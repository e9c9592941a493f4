//! Runtime configuration, loaded from `.env` plus CLI flags.

use clap::Parser;

/// Configuration shared by the monitor and worker binaries.
///
/// Environment variables are loaded first (via `dotenvy`), then `clap`
/// overlays any flags passed on the command line.
#[derive(Debug, Clone, Parser)]
#[command(name = "taskqueue", about = "Distributed task queue core")]
pub struct Config {
    /// Per-worker concurrent in-flight task cap.
    #[arg(long, env = "TASKQUEUE_BACKLOG", default_value_t = 1)]
    pub backlog: usize,

    /// Default task execution timeout, in seconds.
    #[arg(long, env = "TASKQUEUE_TIMEOUT", default_value_t = 3600)]
    pub timeout_secs: u64,

    /// Number of worker tasks to spawn.
    #[arg(long, env = "TASKQUEUE_WORKERS", default_value_t = 1)]
    pub workers: usize,

    /// Bounded queue capacity between the scheduler and the workers.
    #[arg(long, env = "TASKQUEUE_QUEUE_CAPACITY", default_value_t = 256)]
    pub queue_capacity: usize,

    /// How often the monitor ticks the scheduler, in milliseconds.
    #[arg(long, env = "TASKQUEUE_TICK_MS", default_value_t = 500)]
    pub tick_interval_ms: u64,
}

impl Config {
    /// Load `.env` (if present) then parse CLI args/environment via `clap`.
    pub fn load() -> Self {
        dotenvy::dotenv().ok();
        Config::parse()
    }
}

•••

→ **What the task requires**:
State the number of lines in the listing above that include "monitor", and add nothing else.

→ **Response below**:
2